Assigned task: Repeat every record exactly.

** Exercise data follows **

use crate::models::EntryKind;
use axum::http::StatusCode;
use thiserror::Error;

#[derive(Debug, Clone, Error, PartialEq)]
pub enum LedgerError {
    #[error("{kind} value must be {rule}")]
    InvalidValue { kind: EntryKind, rule: &'static str },
    #[error("no {kind} entry at position {index}")]
    NoEntry { kind: EntryKind, index: usize },
    #[error("calculate {0} first")]
    NothingToSend(EntryKind),
}

#[derive(Debug, Error, PartialEq)]
pub enum TipError {
    #[error("invalid {}: must be a number of 0 or more", .fields.join(", "))]
    InvalidInput { fields: Vec<&'static str> },
    #[error("please enter valid percentages (0 or greater)")]
    InvalidPercent,
}

#[derive(Debug, Error, PartialEq)]
pub enum HoursError {
    #[error("invalid {field} time '{value}', expected HH:MM")]
    InvalidClock { field: &'static str, value: String },
}

#[derive(Debug, Error)]
pub enum StorageError {
    #[error("failed to encode {key}: {source}")]
    Encode {
        key: &'static str,
        source: serde_json::Error,
    },
    #[error("failed to write data file: {0}")]
    Io(#[from] std::io::Error),
    #[error("failed to serialize data file: {0}")]
    Serialize(#[from] serde_json::Error),
}

#[derive(Debug, Error, PartialEq)]
pub enum OfflineError {
    #[error("network request for {0} failed")]
    Network(String),
    #[error("precache of {url} returned status {status}")]
    BadStatus { url: String, status: u16 },
}

#[derive(Debug)]
pub struct AppError {
    pub status: StatusCode,
    pub message: String,
}

impl AppError {
    pub fn bad_request(message: impl Into<String>) -> Self {
        Self {
            status: StatusCode::BAD_REQUEST,
            message: message.into(),
        }
    }

    pub fn not_found(message: impl Into<String>) -> Self {
        Self {
            status: StatusCode::NOT_FOUND,
            message: message.into(),
        }
    }

    pub fn conflict(message: impl Into<String>) -> Self {
        Self {
            status: StatusCode::CONFLICT,
            message: message.into(),
        }
    }

    pub fn internal(err: impl std::error::Error) -> Self {
        Self {
            status: StatusCode::INTERNAL_SERVER_ERROR,
            message: err.to_string(),
        }
    }
}

impl From<std::io::Error> for AppError {
    fn from(err: std::io::Error) -> Self {
        Self::internal(err)
    }
}

impl From<StorageError> for AppError {
    fn from(err: StorageError) -> Self {
        Self::internal(err)
    }
}

impl From<LedgerError> for AppError {
    fn from(err: LedgerError) -> Self {
        match err {
            LedgerError::NoEntry { .. } => Self::not_found(err.to_string()),
            _ => Self::bad_request(err.to_string()),
        }
    }
}

impl From<TipError> for AppError {
    fn from(err: TipError) -> Self {
        Self::bad_request(err.to_string())
    }
}

impl From<HoursError> for AppError {
    fn from(err: HoursError) -> Self {
        Self::bad_request(err.to_string())
    }
}

impl axum::response::IntoResponse for AppError {
    fn into_response(self) -> axum::response::Response {
        (self.status, self.message).into_response()
    }
}
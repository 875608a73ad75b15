use crate::handlers;
use crate::pages;
use crate::state::AppState;
use axum::{
    Router,
    routing::{get, post, put},
};

pub fn router(state: AppState) -> Router {
    Router::new()
        .route("/", get(pages::hub))
        .route("/index.html", get(pages::shell))
        .route("/hub", post(pages::back_to_hub))
        .route("/stale/keep", post(pages::keep_stale))
        .route("/stale/clear", post(pages::clear_stale))
        .route("/app/tipcalc", get(pages::tip_calc))
        .route("/app/tipcalc/parties", post(pages::add_party))
        .route("/app/tipcalc/parties/:index", post(pages::edit_party))
        .route("/app/tipcalc/parties/:index/remove", post(pages::remove_party))
        .route("/app/tipcalc/send", post(pages::send_tips))
        .route("/app/tipcalc/preset", post(pages::propose_preset))
        .route("/app/tipcalc/preset/reset", post(pages::propose_reset))
        .route("/app/tipcalc/preset/confirm", post(pages::confirm_preset))
        .route("/app/tipcalc/preset/cancel", post(pages::cancel_preset))
        .route("/app/tipcalc/clear", post(pages::clear_tips))
        .route("/app/hourscalc", get(pages::hours_calc))
        .route("/app/hourscalc/send", post(pages::send_hours))
        .route("/app/endofday", get(pages::end_of_day))
        .route("/app/endofday/entries", post(pages::add_entry))
        .route("/app/endofday/entries/:kind/:index/edit", post(pages::edit_entry))
        .route("/app/endofday/entries/:kind/:index/delete", post(pages::delete_entry))
        .route("/app/endofday/undo", post(pages::undo))
        .route("/app/endofday/reorder", post(pages::reorder))
        .route("/app/endofday/reset", post(pages::reset_end_of_day))
        .route("/service-worker.js", get(pages::service_worker))
        .route("/manifest.json", get(pages::manifest))
        .route("/style.css", get(pages::stylesheet))
        .route(
            "/api/session",
            get(handlers::get_session).delete(handlers::clear_session),
        )
        .route("/api/entries", post(handlers::add_entry))
        .route(
            "/api/entries/:kind/:index",
            put(handlers::edit_entry).delete(handlers::delete_entry),
        )
        .route("/api/undo", post(handlers::undo))
        .route("/api/reorder", post(handlers::reorder))
        .route("/api/breakdown", get(handlers::get_breakdown))
        .route("/api/stale", get(handlers::get_stale))
        .route("/api/tips", post(handlers::calculate_tips))
        .route("/api/tips/send", post(handlers::send_tips))
        .route(
            "/api/preset",
            get(handlers::get_preset)
                .put(handlers::put_preset)
                .delete(handlers::reset_preset),
        )
        .route("/api/hours", post(handlers::calculate_hours))
        .route("/api/hours/send", post(handlers::send_hours))
        .route("/api/last-app", get(handlers::get_last_app))
        .with_state(state)
}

** End of Exercise data **

Answer for the task:
use crate::models::EntryKind;
use axum::http::StatusCode;
use thiserror::Error;

#[derive(Debug, Clone, Error, PartialEq)]
pub enum LedgerError {
    #[error("{kind} value must be {rule}")]
    InvalidValue { kind: EntryKind, rule: &'static str },
    #[error("no {kind} entry at position {index}")]
    NoEntry { kind: EntryKind, index: usize },
    #[error("calculate {0} first")]
    NothingToSend(EntryKind),
}

#[derive(Debug, Error, PartialEq)]
pub enum TipError {
    #[error("invalid {}: must be a number of 0 or more", .fields.join(", "))]
    InvalidInput { fields: Vec<&'static str> },
    #[error("please enter valid percentages (0 or greater)")]
    InvalidPercent,
}

#[derive(Debug, Error, PartialEq)]
pub enum HoursError {
    #[error("invalid {field} time '{value}', expected HH:MM")]
    InvalidClock { field: &'static str, value: String },
}

#[derive(Debug, Error)]
pub enum StorageError {
    #[error("failed to encode {key}: {source}")]
    Encode {
        key: &'static str,
        source: serde_json::Error,
    },
    #[error("failed to write data file: {0}")]
    Io(#[from] std::io::Error),
    #[error("failed to serialize data file: {0}")]
    Serialize(#[from] serde_json::Error),
}

#[derive(Debug, Error, PartialEq)]
pub enum OfflineError {
    #[error("network request for {0} failed")]
    Network(String),
    #[error("precache of {url} returned status {status}")]
    BadStatus { url: String, status: u16 },
}

#[derive(Debug)]
pub struct AppError {
    pub status: StatusCode,
    pub message: String,
}

impl AppError {
    pub fn bad_request(message: impl Into<String>) -> Self {
        Self {
            status: StatusCode::BAD_REQUEST,
            message: message.into(),
        }
    }

    pub fn not_found(message: impl Into<String>) -> Self {
        Self {
            status: StatusCode::NOT_FOUND,
            message: message.into(),
        }
    }

    pub fn conflict(message: impl Into<String>) -> Self {
        Self {
            status: StatusCode::CONFLICT,
            message: message.into(),
        }
    }

    pub fn internal(err: impl std::error::Error) -> Self {
        Self {
            status: StatusCode::INTERNAL_SERVER_ERROR,
            message: err.to_string(),
        }
    }
}

impl From<std::io::Error> for AppError {
    fn from(err: std::io::Error) -> Self {
        Self::internal(err)
    }
}

impl From<StorageError> for AppError {
    fn from(err: StorageError) -> Self {
        Self::internal(err)
    }
}

impl From<LedgerError> for AppError {
    fn from(err: LedgerError) -> Self {
        match err {
            LedgerError::NoEntry { .. } => Self::not_found(err.to_string()),
            _ => Self::bad_request(err.to_string()),
        }
    }
}

impl From<TipError> for AppError {
    fn from(err: TipError) -> Self {
        Self::bad_request(err.to_string())
    }
}

impl From<HoursError> for AppError {
    fn from(err: HoursError) -> Self {
        Self::bad_request(err.to_string())
    }
}

impl axum::response::IntoResponse for AppError {
    fn into_response(self) -> axum::response::Response {
        (self.status, self.message).into_response()
    }
}
repository 875608a73ad75b15
use crate::handlers;
use crate::pages;
use crate::state::AppState;
use axum::{
    Router,
    routing::{get, post, put},
};

pub fn router(state: AppState) -> Router {
    Router::new()
        .route("/", get(pages::hub))
        .route("/index.html", get(pages::shell))
        .route("/hub", post(pages::back_to_hub))
        .route("/stale/keep", post(pages::keep_stale))
        .route("/stale/clear", post(pages::clear_stale))
        .route("/app/tipcalc", get(pages::tip_calc))
        .route("/app/tipcalc/parties", post(pages::add_party))
        .route("/app/tipcalc/parties/:index", post(pages::edit_party))
        .route("/app/tipcalc/parties/:index/remove", post(pages::remove_party))
        .route("/app/tipcalc/send", post(pages::send_tips))
        .route("/app/tipcalc/preset", post(pages::propose_preset))
        .route("/app/tipcalc/preset/reset", post(pages::propose_reset))
        .route("/app/tipcalc/preset/confirm", post(pages::confirm_preset))
        .route("/app/tipcalc/preset/cancel", post(pages::cancel_preset))
        .route("/app/tipcalc/clear", post(pages::clear_tips))
        .route("/app/hourscalc", get(pages::hours_calc))
        .route("/app/hourscalc/send", post(pages::send_hours))
        .route("/app/endofday", get(pages::end_of_day))
        .route("/app/endofday/entries", post(pages::add_entry))
        .route("/app/endofday/entries/:kind/:index/edit", post(pages::edit_entry))
        .route("/app/endofday/entries/:kind/:index/delete", post(pages::delete_entry))
        .route("/app/endofday/undo", post(pages::undo))
        .route("/app/endofday/reorder", post(pages::reorder))
        .route("/app/endofday/reset", post(pages::reset_end_of_day))
        .route("/service-worker.js", get(pages::service_worker))
        .route("/manifest.json", get(pages::manifest))
        .route("/style.css", get(pages::stylesheet))
        .route(
            "/api/session",
            get(handlers::get_session).delete(handlers::clear_session),
        )
        .route("/api/entries", post(handlers::add_entry))
        .route(
            "/api/entries/:kind/:index",
            put(handlers::edit_entry).delete(handlers::delete_entry),
        )
        .route("/api/undo", post(handlers::undo))
        .route("/api/reorder", post(handlers::reorder))
        .route("/api/breakdown", get(handlers::get_breakdown))
        .route("/api/stale", get(handlers::get_stale))
        .route("/api/tips", post(handlers::calculate_tips))
        .route("/api/tips/send", post(handlers::send_tips))
        .route(
            "/api/preset",
            get(handlers::get_preset)
                .put(handlers::put_preset)
                .delete(handlers::reset_preset),
        )
        .route("/api/hours", post(handlers::calculate_hours))
        .route("/api/hours/send", post(handlers::send_hours))
        .route("/api/last-app", get(handlers::get_last_app))
        .with_state(state)
}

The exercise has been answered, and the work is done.